Department of Climate and Space Sciences and Engineering in the College of Engineering at the University of Michigan


Earthrise - 2008 - Image credit NASAFrom the Earth to the sun, the moon and beyond is where you'll go as a Climate & Space student. And you'll discover how it all works together. Climate & Space faculty are actively involved in a broad range of experimental and theoretical research areas:

  • determining an approach to setting post-Kyoto greenhouse emission standards
  • effects that magnetic storms have on the Earth, international space station and other planets

As a Climate & Space student, you'll be more than prepared to step into one of the many positions in the space and meteorology industries. In CLaSP, you're part of the only CoE department devoted to working in these and many other areas of atmospheric and space science and engineering.

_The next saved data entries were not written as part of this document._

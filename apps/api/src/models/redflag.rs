use serde::{Deserialize, Serialize};

/// Risk level for a detected concern.
#[derive(Debug, Clone, Copy, Default, PartialEq, Eq, Serialize, Deserialize)]
#[serde(rename_all = "lowercase", from = "String")]
pub enum Severity {
    Low,
    #[default]
    Medium,
    High,
}

impl From<String> for Severity {
    fn from(value: String) -> Self {
        match value.to_lowercase().as_str() {
            "low" => Severity::Low,
            "high" => Severity::High,
            _ => Severity::Medium,
        }
    }
}

/// Detected inconsistency or concern in the CV.
///
/// `flag_type` is a free-form classification tag, e.g. "employment_gap",
/// "certification_mismatch", "skill_inconsistency".
#[derive(Debug, Clone, Serialize, Deserialize)]
pub struct RedFlag {
    #[serde(rename = "type")]
    pub flag_type: String,
    pub severity: Severity,
    pub description: String,
    pub impact: String,
}

#[cfg(test)]
mod tests {
    use super::*;

    #[test]
    fn test_red_flag_type_serializes_as_type() {
        let flag = RedFlag {
            flag_type: "employment_gap".to_string(),
            severity: Severity::Medium,
            description: "Unexplained gap of eight months in 2023.".to_string(),
            impact: "May indicate unstable employment history.".to_string(),
        };
        let json = serde_json::to_value(&flag).unwrap();
        assert_eq!(json["type"], "employment_gap");
        assert_eq!(json["severity"], "medium");
    }
}
//! Strength selection with backfill.
//!
//! Postcondition: the returned list has exactly [`STRENGTH_COUNT`] entries
//! (or as many as 24 parameters can yield, which in practice is always 5).
//! When fewer than 5 parameters reach the 7.0 threshold, padding continues
//! below the threshold with `market_value = low` — deliberate, observable
//! behavior for uniformly weak CVs.

use tracing::debug;

use crate::models::scores::DetailedScores;
use crate::models::strength::{MarketValue, Strength};

pub const STRENGTH_COUNT: usize = 5;
pub const STRENGTH_THRESHOLD: f64 = 7.0;

const DESCRIPTION_LIMIT: usize = 100;

/// Derives the final strength list from the agent's proposal and the
/// completed score set.
pub fn select(proposed: Vec<Strength>, scores: &DetailedScores) -> Vec<Strength> {
    let mut strengths: Vec<Strength> = proposed
        .into_iter()
        .filter(|s| s.score >= STRENGTH_THRESHOLD)
        .collect();

    if strengths.len() == STRENGTH_COUNT {
        return strengths;
    }

    if strengths.len() > STRENGTH_COUNT {
        // Stable sort keeps proposal order among equal scores
        strengths.sort_by(|a, b| b.score.partial_cmp(&a.score).unwrap_or(std::cmp::Ordering::Equal));
        strengths.truncate(STRENGTH_COUNT);
        return strengths;
    }

    // Backfill from top-scoring parameters
    let mut params: Vec<_> = scores.iter().collect();
    params.sort_by(|a, b| {
        b.1.score
            .partial_cmp(&a.1.score)
            .unwrap_or(std::cmp::Ordering::Equal)
    });

    let mut existing_areas: Vec<String> = strengths.iter().map(|s| s.area.to_lowercase()).collect();

    for (name, param) in &params {
        if strengths.len() >= STRENGTH_COUNT {
            break;
        }
        let area = title_case(name);
        let area_lower = area.to_lowercase();
        if param.score >= STRENGTH_THRESHOLD && !existing_areas.contains(&area_lower) {
            strengths.push(Strength {
                area,
                description: truncate_description(&param.justification),
                score: param.score,
                market_value: MarketValue::Medium,
            });
            existing_areas.push(area_lower);
        }
    }

    // Still short: pad from the remaining parameters regardless of threshold
    for (name, param) in &params {
        if strengths.len() >= STRENGTH_COUNT {
            break;
        }
        let area = title_case(name);
        let area_lower = area.to_lowercase();
        if !existing_areas.contains(&area_lower) {
            debug!(parameter = *name, score = param.score, "padding strengths below threshold");
            strengths.push(Strength {
                area,
                description: truncate_description(&param.justification),
                score: param.score,
                market_value: MarketValue::Low,
            });
            existing_areas.push(area_lower);
        }
    }

    strengths.truncate(STRENGTH_COUNT);
    strengths
}

/// "cloud_security" → "Cloud Security".
fn title_case(name: &str) -> String {
    name.split('_')
        .map(|word| {
            let mut chars = word.chars();
            match chars.next() {
                Some(first) => first
                    .to_uppercase()
                    .chain(chars.flat_map(char::to_lowercase))
                    .collect::<String>(),
                None => String::new(),
            }
        })
        .collect::<Vec<_>>()
        .join(" ")
}

fn truncate_description(justification: &str) -> String {
    if justification.chars().count() > DESCRIPTION_LIMIT {
        let mut truncated: String = justification.chars().take(DESCRIPTION_LIMIT).collect();
        truncated.push_str("...");
        truncated
    } else {
        justification.to_string()
    }
}

#[cfg(test)]
mod tests {
    use super::*;
    use crate::models::scores::{weight_for, ScoreParameter};

    fn strength(area: &str, score: f64) -> Strength {
        Strength {
            area: area.to_string(),
            description: format!("Strong track record in {area}."),
            score,
            market_value: MarketValue::High,
        }
    }

    /// Score set where the named parameters get the given scores and all
    /// others are zero.
    fn scores_with(overrides: &[(&str, f64)]) -> DetailedScores {
        DetailedScores::build(|name| {
            let score = overrides
                .iter()
                .find(|(n, _)| *n == name)
                .map(|(_, s)| *s)
                .unwrap_or(0.0);
            ScoreParameter {
                score,
                justification: format!("Evidence of sustained {name} work across roles."),
                evidence: vec![],
                weight: weight_for(name).unwrap(),
            }
        })
    }

    #[test]
    fn test_exactly_five_valid_proposals_pass_through_unchanged() {
        let proposed = vec![
            strength("Cloud Security", 9.0),
            strength("Offensive Skills", 8.5),
            strength("Tools", 8.0),
            strength("Programming", 7.5),
            strength("Forensics", 7.0),
        ];
        let result = select(proposed.clone(), &scores_with(&[]));
        assert_eq!(result.len(), 5);
        let areas: Vec<_> = result.iter().map(|s| s.area.as_str()).collect();
        assert_eq!(
            areas,
            vec!["Cloud Security", "Offensive Skills", "Tools", "Programming", "Forensics"]
        );
    }

    #[test]
    fn test_below_threshold_proposals_are_dropped() {
        let proposed = vec![
            strength("Cloud Security", 9.0),
            strength("Soft Skills", 6.9),
        ];
        let result = select(proposed, &scores_with(&[]));
        assert!(result.iter().all(|s| s.area != "Soft Skills"));
        assert_eq!(result.len(), 5);
    }

    #[test]
    fn test_more_than_five_takes_top_by_score() {
        let proposed = vec![
            strength("A", 7.0),
            strength("B", 9.5),
            strength("C", 8.0),
            strength("D", 9.0),
            strength("E", 7.5),
            strength("F", 8.5),
            strength("G", 7.2),
        ];
        let result = select(proposed, &scores_with(&[]));
        assert_eq!(result.len(), 5);
        let areas: Vec<_> = result.iter().map(|s| s.area.as_str()).collect();
        assert_eq!(areas, vec!["B", "D", "F", "C", "E"]);
    }

    #[test]
    fn test_tie_break_preserves_proposal_order() {
        let proposed = vec![
            strength("First", 8.0),
            strength("Second", 8.0),
            strength("Third", 8.0),
            strength("Fourth", 8.0),
            strength("Fifth", 8.0),
            strength("Sixth", 8.0),
        ];
        let result = select(proposed, &scores_with(&[]));
        let areas: Vec<_> = result.iter().map(|s| s.area.as_str()).collect();
        assert_eq!(areas, vec!["First", "Second", "Third", "Fourth", "Fifth"]);
    }

    #[test]
    fn test_backfill_from_top_parameters_uses_medium_market_value() {
        let scores = scores_with(&[
            ("certifications", 9.0),
            ("cloud_security", 8.5),
            ("offensive_skills", 8.0),
            ("tools", 7.5),
            ("experience", 7.0),
        ]);
        let result = select(vec![], &scores);
        assert_eq!(result.len(), 5);
        assert!(result.iter().all(|s| s.score >= STRENGTH_THRESHOLD));
        assert!(result.iter().all(|s| s.market_value == MarketValue::Medium));
        assert_eq!(result[0].area, "Certifications");
        assert_eq!(result[1].area, "Cloud Security");
    }

    #[test]
    fn test_backfill_skips_areas_already_proposed_case_insensitive() {
        let scores = scores_with(&[
            ("cloud_security", 9.5),
            ("certifications", 9.0),
            ("tools", 8.0),
            ("forensics", 7.5),
            ("experience", 7.2),
            ("programming", 7.1),
        ]);
        let proposed = vec![strength("CLOUD SECURITY", 9.5)];
        let result = select(proposed, &scores);
        assert_eq!(result.len(), 5);
        let cloud_count = result
            .iter()
            .filter(|s| s.area.eq_ignore_ascii_case("cloud security"))
            .count();
        assert_eq!(cloud_count, 1);
    }

    #[test]
    fn test_weak_cv_pads_below_threshold_with_low_market_value() {
        // Only two parameters reach 7.0; padding must still produce 5
        let scores = scores_with(&[
            ("certifications", 8.0),
            ("experience", 7.0),
            ("tools", 5.0),
            ("programming", 4.0),
            ("education", 3.0),
        ]);
        let result = select(vec![], &scores);
        assert_eq!(result.len(), 5);

        let above: Vec<_> = result.iter().filter(|s| s.score >= 7.0).collect();
        let below: Vec<_> = result.iter().filter(|s| s.score < 7.0).collect();
        assert_eq!(above.len(), 2);
        assert_eq!(below.len(), 3);
        assert!(above.iter().all(|s| s.market_value == MarketValue::Medium));
        assert!(below.iter().all(|s| s.market_value == MarketValue::Low));
    }

    #[test]
    fn test_all_zero_scores_still_yield_five() {
        let result = select(vec![], &scores_with(&[]));
        assert_eq!(result.len(), 5);
        assert!(result.iter().all(|s| s.score == 0.0));
        assert!(result.iter().all(|s| s.market_value == MarketValue::Low));
    }

    #[test]
    fn test_long_justifications_truncated_to_100_chars() {
        let scores = DetailedScores::build(|name| ScoreParameter {
            score: 8.0,
            justification: "x".repeat(150),
            evidence: vec![],
            weight: weight_for(name).unwrap(),
        });
        let result = select(vec![], &scores);
        for s in &result {
            assert_eq!(s.description.chars().count(), 103);
            assert!(s.description.ends_with("..."));
        }
    }

    #[test]
    fn test_short_justifications_not_truncated() {
        let scores = scores_with(&[("certifications", 9.0)]);
        let result = select(vec![], &scores);
        assert!(result[0].description.starts_with("Evidence of sustained"));
        assert!(!result[0].description.ends_with("..."));
    }

    #[test]
    fn test_title_case_formats_parameter_names() {
        assert_eq!(title_case("cloud_security"), "Cloud Security");
        assert_eq!(title_case("ot_ics"), "Ot Ics");
        assert_eq!(title_case("experience"), "Experience");
    }
}
use serde::{Deserialize, Serialize};

/// Current market demand for a strength area.
#[derive(Debug, Clone, Copy, Default, PartialEq, Eq, Serialize, Deserialize)]
#[serde(rename_all = "lowercase", from = "String")]
pub enum MarketValue {
    High,
    #[default]
    Medium,
    Low,
}

impl From<String> for MarketValue {
    fn from(value: String) -> Self {
        match value.to_lowercase().as_str() {
            "high" => MarketValue::High,
            "low" => MarketValue::Low,
            _ => MarketValue::Medium,
        }
    }
}

/// Identified candidate strength.
///
/// The assembled response always carries exactly 5 of these; the selector in
/// `analysis::strengths` owns that postcondition.
#[derive(Debug, Clone, Serialize, Deserialize)]
pub struct Strength {
    pub area: String,
    pub description: String,
    pub score: f64,
    pub market_value: MarketValue,
}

The department of Climate and Space Sciences and Engineering, working with the Space Physics Research Laboratory, has the greatest number of research activities in space science and engineering of all U-M CoE departments. We have actively participated in the Nation's space program since its inception. From the V-2 rockets of the 40s through the CYGNSS and Mars missions today, Climate & Space faculty and students have contributed to a body of work that protects the Earth's environment and will protect humans on travels to Mars and beyond.

Climate & Space students join a team that designs and builds space hardware instruments and then analyzes the data ... all in-house. The Space Physics Research Laboratory’s instruments have been on more than 35 space flights since the late 1940s … with no failures. Couple this spectacular engineering record with the department's strong planetary science program with internationally recognized leaders, and it's understandable why Climate & Space has been a leader for nearly 70 years … and counting.